Chemical and physical data
- Formula: C_{20}H_{21}N_{3}O_{4}
- Molar mass: 367.405 g·mol^{−1}

= AUT-00063 =

AUT00063 (also called AUT-00063) is an investigational small-molecule compound developed by Autifony Therapeutics for hearing loss and tinnitus.

== Background and development ==

AUT00063 was identified as a modulator of Kv3 (Shaw) family potassium channels, which play a role in the firing properties of auditory neurons and are implicated in central auditory hyper-activity hypotheses of tinnitus.

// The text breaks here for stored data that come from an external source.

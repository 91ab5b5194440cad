use axum::{
    Router,
    routing::{get, post},
};
use std::sync::Arc;

use crate::{ApiState, handlers};

pub fn routes() -> Router<Arc<ApiState>> {
    Router::new()
        .route("/api/campaigns", get(handlers::campaigns::list_campaigns))
        .route("/api/campaigns/:id", get(handlers::campaigns::get_campaign))
        .route(
            "/api/campaigns/:id/stats",
            get(handlers::campaigns::get_campaign_stats),
        )
}

/// The sending workflow waits between sends and runs past the request timeout.
pub fn paced_routes() -> Router<Arc<ApiState>> {
    Router::new().route("/api/campaigns/run", post(handlers::campaigns::run_campaigns))
}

In June 2014 Autifony announced that it had been awarded a £2.2 million grant from the UK's Technology Strategy Board (now Innovate UK) toward a Phase IIa clinical trial in tinnitus patients.

== Clinical trials ==

=== Tinnitus (QUIET-1) ===

A randomised, double-blind, placebo-controlled Phase IIa study (EudraCT 2014–002179–27) titled "QUIET-1" enrolled participants with subjective tinnitus to assess efficacy and safety of AUT00063 versus placebo.

However, the trial was terminated early for futility: Autifony announced on 28 April 2016 that headline data from QUIET-1 "confirm lack of efficacy of AUT00063 in the treatment of people with mild-to-moderate tinnitus.".

== Mechanism of action ==

AUT00063 targets Kv3 (Shaw) potassium channels, which are voltage-gated channels expressed in the central auditory pathway and help control rapid repolarization and high-frequency firing of neurons. By modulating these channels, the drug aimed to reduce abnormal spontaneous activity (a proposed substrate of tinnitus) in central auditory circuits.